For the past 8 years, I have been obsessed with being an “entrepreneur.”
After graduating from the top school in the country for entrepreneurship where it seemed every other student was changing the world with their innovations, it was ingrained in me to create a business and be one of those successful graduates on the cover of the alumni magazine. I have started multiple businesses that have gone flat. I have taken courses costing thousands of dollars giving me knowledge, systems and frameworks that have not yielded an adequate ROI (return on investment). I have spent countless nights pecking away on my computer writing newsletters, blog posts and emails. All so I could call myself an “entrepreneur.”
I believe strongly in entrepreneurship.
I think everyone should start their own business because that is where we can serve our highest good. I have had many conversations where I try to convince my friends and even strangers to start a venture with their skills or ideas. While I believe a business is empowering, I see now that I was imposing my desires and ambitions onto them.
While my businesses usually start from a place of inspiration, they quickly go from “This is THE idea!” to “Ugh, I don’t feel like writing this newsletter.” I start doing things I don’t want to do but have to do, prescribing to the standard formulas and tips I have heard from top internet marketing experts. I focus on chasing the dream and stop enjoying the process and evolution. This has happened with my health coaching practice, business coaching and networking group, essential oils MLM business and a healthy living blog. All projects that started with gusto and inevitably fell flat within a year or so.
It has been tough telling people I have a business on the side.
The words usually get caught in my throat when I try to explain to people that I have a full time job and something on the side. I have never had an elegant elevator pitch and fumble around looking for the right words when people ask me “What do you do?” I am not that great at compartmentalizing myself. The thing is I am not just a single faceted person – I am made up of a lot of different interests, skills and ambitions. I want to be able to accurately portray who I am when I respond to that question. So I end up trying to describe all that I do and it comes out forced and incongruent.
Every time I have called my projects “businesses,” I have felt like an impostor. With a degree in strategy, I know better. You may own a business by getting a license at City Hall but there is a lot more to it in order to be a real business – mindset, goals, strategy, and some market research to start.
The whole “Fake it until you make it” mantra does not work for me. It feels completely unauthentic and unaligned. The struggle is I want to be an entrepreneur, down to the deepest darkest parts of myself and I know that I will become one. But if I am to wholly own who I am right now and my truths I need to stop identifying myself as one.
Starting right now I am no longer an “entrepreneur.”
I am no longer going to try to fit my square body into that hexagonal hole. I hope to evolve to a hexagon someday but for now, it’s not happening.
I am Lisa Chin, a woman on a journey to be the best version of herself by creating from a place of inspiration.

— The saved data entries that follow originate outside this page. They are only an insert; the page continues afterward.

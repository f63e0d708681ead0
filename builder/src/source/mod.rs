//! Loading existing vocabularies from disk or the network.
//!
//! A [`Source`] is either a [`LocalSource`] (a file resolved relative to the
//! declaring location) or a [`RemoteSource`] (a URL, cached process-wide by
//! its literal string). Both produce a [`Graph`] that can be merged into a
//! compiled vocabulary with [`Vocabulary::merge_source`](crate::Vocabulary::merge_source).

pub mod cache;
pub mod local;
pub mod parse;
pub mod remote;

use std::path::Path;
use std::sync::Arc;

use crate::error::Result;
use crate::graph::Graph;
use crate::serializer::Format;

pub use cache::SourceCache;
pub use local::LocalSource;
#[cfg(feature = "remote")]
pub use remote::HttpFetcher;
pub use remote::{Fetcher, RemoteSource};

/// Where a vocabulary's existing graph comes from.
#[derive(Debug, Clone, PartialEq, Eq)]
pub enum Source {
    /// A file on disk.
    Local(LocalSource),
    /// A document at a URL.
    Remote(RemoteSource),
}

impl Source {
    /// Classifies `location`: `http://` and `https://` locations are remote,
    /// anything else is a path resolved against `base_dir`.
    pub fn from_location(name: &str, location: &str, base_dir: Option<&Path>) -> Self {
        if location.starts_with("http://") || location.starts_with("https://") {
            return Source::Remote(RemoteSource::new(name, location));
        }
        let local = LocalSource::new(name, location);
        Source::Local(match base_dir {
            Some(dir) => local.relative_to(dir),
            None => local,
        })
    }

    /// Applies a parser format hint.
    #[must_use]
    pub fn with_format(self, format: Option<Format>) -> Self {
        match (self, format) {
            (Source::Local(s), Some(f)) => Source::Local(s.with_format(f)),
            (Source::Remote(s), Some(f)) => Source::Remote(s.with_format(f)),
            (source, None) => source,
        }
    }

    /// Format the source will be parsed as.
    #[must_use]
    pub fn format(&self) -> Format {
        match self {
            Source::Local(s) => s.format(),
            Source::Remote(s) => s.format(),
        }
    }

    /// Loads the graph. Remote sources go through [`SourceCache::global`].
    ///
    /// # Errors
    ///
    /// See [`LocalSource::load`] and [`RemoteSource::load`]. Without the
    /// `remote` feature every remote source fails with
    /// [`Error::RemoteSource`](crate::Error::RemoteSource).
    pub fn load(&self) -> Result<Arc<Graph>> {
        match self {
            Source::Local(s) => s.load().map(Arc::new),
            #[cfg(feature = "remote")]
            Source::Remote(s) => s.load(),
            #[cfg(not(feature = "remote"))]
            Source::Remote(s) => Err(s.error("built without the `remote` feature".into())),
        }
    }

    /// Loads the graph, fetching remote sources with `fetcher` through `cache`.
    ///
    /// # Errors
    ///
    /// See [`LocalSource::load`] and [`RemoteSource::load_with`].
    pub fn load_with(&self, cache: &SourceCache, fetcher: &dyn Fetcher) -> Result<Arc<Graph>> {
        match self {
            Source::Local(s) => s.load().map(Arc::new),
            Source::Remote(s) => s.load_with(cache, fetcher),
        }
    }
}

/// Loads `source`. Shorthand for [`Source::load`].
///
/// # Errors
///
/// See [`Source::load`].
pub fn load(source: &Source) -> Result<Arc<Graph>> {
    source.load()
}

#[cfg(test)]
mod tests {
    use super::*;
    use crate::error::BoxError;

    struct Fixed;

    impl Fetcher for Fixed {
        fn fetch(&self, _url: &str, _format: Format) -> std::result::Result<String, BoxError> {
            Ok("<https://e.org/a> <https://e.org/p> \"x\" .\n".to_owned())
        }
    }

    #[test]
    fn classifies_locations() {
        assert!(matches!(
            Source::from_location("V", "https://e.org/v.ttl", None),
            Source::Remote(_)
        ));
        let local = Source::from_location("V", "v.ttl", Some(Path::new("/data")));
        assert!(matches!(
            local,
            Source::Local(ref s) if s.resolved_path() == Path::new("/data/v.ttl")
        ));
    }

    #[test]
    fn format_hint_overrides_extension() {
        let source = Source::from_location("V", "v.ttl", None).with_format(Some(Format::NTriples));
        assert_eq!(source.format(), Format::NTriples);
        let source = Source::from_location("V", "v.ttl", None).with_format(None);
        assert_eq!(source.format(), Format::Turtle);
    }

    #[test]
    fn remote_loads_through_given_cache() {
        let cache = SourceCache::new();
        let source = Source::from_location("V", "https://e.org/v", None);
        let graph = source.load_with(&cache, &Fixed).unwrap();
        assert_eq!(graph.len(), 1);
        assert!(cache.get("https://e.org/v").is_some());
    }
}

As I was just typing, the overachiever and optimist in me wanted to take it up a notch and say I am on a “mission to realize the best version of myself.” But this “mission” would be right up there with my fake title of “entrepreneur.” I don’t need to adopt another title or goal. For once, I am going to try my damndest to just be.
To be and to create is an idea I can actually own.
I will never stop creating. That is who I am – a creative being that gets smacked upside the head with inspiration almost daily. Where I have gone wrong is taking my inspiration and trying to immediately figure out how to structure it and monetize it which uproots it from a place of inspiration and to aspiration and inevitably dilutes the idea.
I am taking a page from Elizabeth Gilbert’s book, Big Magic, and creating for me. (Read my biggest lesson from Big Magic here.) It will no longer be about my target market or the end consumer. It will not be about the bottom line. And it most certainly will not be about the coveted title of “entrepreneur.”
I am going to start having fun.
I am going to create a nook in cyberland where I can express that energy. I am going to create pieces and writing and programs and whatever that comes to me because I want to. Not because they will make millions of dollars. Not because they will get me out of my day job. Not because they will help my family. And maybe this is blasphemous, but not because they will help people – that includes you, my dear reader. I am creating from a selfish place. For me. From me. About all that I love and find fascinating.
I know I am here on earth to serve a greater purpose and will help a lot of people. And I know one day, when I achieve that, I will be able to own the title of “entrepreneur,” but for now, I am Lisa Chin, a woman on a journey to be the best version of herself by creating from a place of inspiration.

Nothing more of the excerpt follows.